═══ Given data ═══

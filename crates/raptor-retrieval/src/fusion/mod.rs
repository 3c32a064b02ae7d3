//! Fusion Controller: recall, decide, rerank, merge, degrade.

mod state;

use std::sync::Arc;
use std::time::Instant;

use raptor_core::cancellation::CancellationToken;
use raptor_core::config::{RaptorConfig, RetrievalConfig};
use raptor_core::constants::{COMPONENT_RERANK, FALLBACK_RECALL_ORDER};
use raptor_core::errors::{RaptorError, RaptorResult};
use raptor_core::models::{
    CandidateNode, DegradationEvent, RerankDecision, RerankedCandidate, RetrievalOutcome,
    RetrievedPassages,
};
use raptor_core::traits::ITreeIndex;
use raptor_observability::{events, rerank_span, retrieval_span};
use raptor_rerank::{Passage, RerankGateway};
use raptor_tokens::{TokenBudget, TokenCounter};
use tracing::{info, Instrument};

use crate::ranking::sort_by_rerank;
use crate::recall::TreeRecallEngine;

pub use state::QueryState;
use state::StateMachine;

const DEFAULT_TOKEN_CACHE_CAPACITY: u64 = 10_000;

/// Orchestrates one query end to end.
///
/// Holds no per-query state. The rerank gateway's score cache is the only
/// thing concurrent `retrieve` calls share.
pub struct FusionController {
    recall: Arc<TreeRecallEngine>,
    gateway: Option<Arc<RerankGateway>>,
}

impl FusionController {
    pub fn new(recall: TreeRecallEngine) -> Self {
        Self {
            recall: Arc::new(recall),
            gateway: None,
        }
    }

    pub fn with_gateway(mut self, gateway: Arc<RerankGateway>) -> Self {
        self.gateway = Some(gateway);
        self
    }

    /// Wire a controller for `index` from a full config: token counter, and a
    /// gateway over the configured rerank backend.
    pub fn from_config(index: Arc<dyn ITreeIndex>, config: &RaptorConfig) -> RaptorResult<Self> {
        config.retrieval.validate()?;
        let counter = Arc::new(TokenCounter::new(DEFAULT_TOKEN_CACHE_CAPACITY)?);
        let gateway = Arc::new(RerankGateway::from_config(&config.rerank)?);
        Ok(Self::new(TreeRecallEngine::new(index, counter)).with_gateway(gateway))
    }

    pub fn gateway(&self) -> Option<&Arc<RerankGateway>> {
        self.gateway.as_ref()
    }

    /// At most `top_k` passages within `max_tokens`, reranked when that is
    /// enabled and worthwhile.
    ///
    /// Recall failures propagate. A `RerankUnavailable` from the gateway
    /// degrades to the recall order and is reported in the outcome, never as
    /// an error. Cancellation surfaces as `Cancelled`.
    pub async fn retrieve(
        &self,
        query: &str,
        config: &RetrievalConfig,
        cancel: &CancellationToken,
    ) -> RaptorResult<RetrievalOutcome> {
        let span = retrieval_span!(query, config.mode);
        self.retrieve_inner(query, config, cancel).instrument(span).await
    }

    async fn retrieve_inner(
        &self,
        query: &str,
        config: &RetrievalConfig,
        cancel: &CancellationToken,
    ) -> RaptorResult<RetrievalOutcome> {
        let started = Instant::now();
        let mut state = StateMachine::start();

        let pool = match self.run_recall(query, config, cancel).await {
            Ok(pool) => pool,
            Err(e) => {
                state.advance(QueryState::Failed);
                return Err(e);
            }
        };
        let candidates_recalled = pool.len();
        state.advance(QueryState::DecidingRerank);

        let decision = self.decide(&pool, config);
        let (passages, decision, degradation) = match decision {
            Some(skip) => {
                state.advance(QueryState::SkippingRerank);
                events::rerank_skipped(skip_reason(&skip), pool.len());
                (recall_ordered(pool, config), skip, None)
            }
            None => {
                state.advance(QueryState::Reranking);
                match self.run_rerank(query, &pool, config, cancel).await {
                    Ok(reranked) => (reranked, RerankDecision::Reranked, None),
                    Err(e) if e.is_rerank_degradable() => {
                        let event = DegradationEvent::now(
                            COMPONENT_RERANK,
                            e.to_string(),
                            FALLBACK_RECALL_ORDER,
                        );
                        events::degradation_triggered(
                            &event.component,
                            &event.failure,
                            &event.fallback_used,
                        );
                        (recall_ordered(pool, config), RerankDecision::FellBack, Some(event))
                    }
                    Err(e) => {
                        state.advance(QueryState::Failed);
                        return Err(e);
                    }
                }
            }
        };

        state.advance(QueryState::Merging);
        let outcome = RetrievalOutcome {
            candidates_recalled,
            decision,
            degradation,
            latency: started.elapsed(),
            passages,
        };
        state.advance(QueryState::Done);

        info!(
            results = outcome.passages.len(),
            tokens = outcome.passages.total_tokens(),
            budget = config.max_tokens,
            decision = ?outcome.decision,
            latency_ms = outcome.latency.as_millis() as u64,
            "retrieval complete"
        );
        Ok(outcome)
    }

    /// Recall on the blocking pool, bounded by `recall_timeout_ms`.
    async fn run_recall(
        &self,
        query: &str,
        config: &RetrievalConfig,
        cancel: &CancellationToken,
    ) -> RaptorResult<Vec<CandidateNode>> {
        let engine = Arc::clone(&self.recall);
        let query = query.to_string();
        let snapshot = config.clone();
        let token = cancel.clone();
        let handle = tokio::task::spawn_blocking(move || {
            engine.recall_with_cancel(&query, &snapshot, &token)
        });
        match tokio::time::timeout(config.recall_timeout(), handle).await {
            Ok(Ok(result)) => result,
            Ok(Err(join)) => Err(RaptorError::TaskFailed {
                reason: format!("recall task failed: {join}"),
            }),
            Err(_) => Err(RaptorError::RecallTimeout {
                timeout_ms: config.recall_timeout_ms,
            }),
        }
    }

    /// `Some(reason)` when rerank should be skipped, `None` to rerank.
    fn decide(&self, pool: &[CandidateNode], config: &RetrievalConfig) -> Option<RerankDecision> {
        if !config.rerank_enabled || self.gateway.is_none() {
            return Some(RerankDecision::Disabled);
        }
        if pool.len() <= config.top_k {
            return Some(RerankDecision::PoolTooSmall { pool: pool.len() });
        }
        let scores: Vec<f64> = pool.iter().map(|c| c.recall_score).collect();
        if !RerankGateway::should_rerank(&scores, config.rerank_score_spread_threshold) {
            return Some(RerankDecision::SpreadTooWide {
                spread: spread(&scores),
            });
        }
        None
    }

    async fn run_rerank(
        &self,
        query: &str,
        pool: &[CandidateNode],
        config: &RetrievalConfig,
        cancel: &CancellationToken,
    ) -> RaptorResult<RetrievedPassages> {
        let Some(gateway) = self.gateway.as_ref() else {
            return Err(RaptorError::RerankUnavailable {
                model: "none".into(),
                reason: "no rerank gateway attached".into(),
            });
        };
        if cancel.is_cancelled() {
            return Err(RaptorError::Cancelled {
                stage: "rerank".into(),
            });
        }
        let span = rerank_span!(gateway.model_name(), pool.len());
        let passages: Vec<Passage> = pool.iter().map(Passage::from).collect();
        let scores = gateway
            .batch_score(query, &passages, config, cancel)
            .instrument(span)
            .await?;

        let mut reranked: Vec<RerankedCandidate> = pool
            .iter()
            .zip(scores)
            .map(|(c, s)| RerankedCandidate::from_candidate(c, s))
            .collect();
        sort_by_rerank(&mut reranked);
        reranked.truncate(config.top_k);
        Ok(RetrievedPassages::Reranked(TokenBudget::admit_prefix(
            reranked,
            config.max_tokens,
        )))
    }
}

/// First `top_k` of the already budget-trimmed recall pool.
fn recall_ordered(mut pool: Vec<CandidateNode>, config: &RetrievalConfig) -> RetrievedPassages {
    pool.truncate(config.top_k);
    RetrievedPassages::RecallOrdered(pool)
}

fn spread(scores: &[f64]) -> f64 {
    let max = scores.iter().copied().fold(f64::NEG_INFINITY, f64::max);
    let min = scores.iter().copied().fold(f64::INFINITY, f64::min);
    max - min
}

fn skip_reason(decision: &RerankDecision) -> &'static str {
    match decision {
        RerankDecision::Disabled => "disabled",
        RerankDecision::PoolTooSmall { .. } => "pool_too_small",
        RerankDecision::SpreadTooWide { .. } => "spread_too_wide",
        RerankDecision::Reranked | RerankDecision::FellBack => "none",
    }
}

impl std::fmt::Debug for FusionController {
    fn fmt(&self, f: &mut std::fmt::Formatter<'_>) -> std::fmt::Result {
        f.debug_struct("FusionController")
            .field("recall", &self.recall)
            .field("gateway", &self.gateway)
            .finish()
    }
}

═══

Each line in the data that holds the word "Instant" must be copied.

use std::time::Instant;
        let started = Instant::now();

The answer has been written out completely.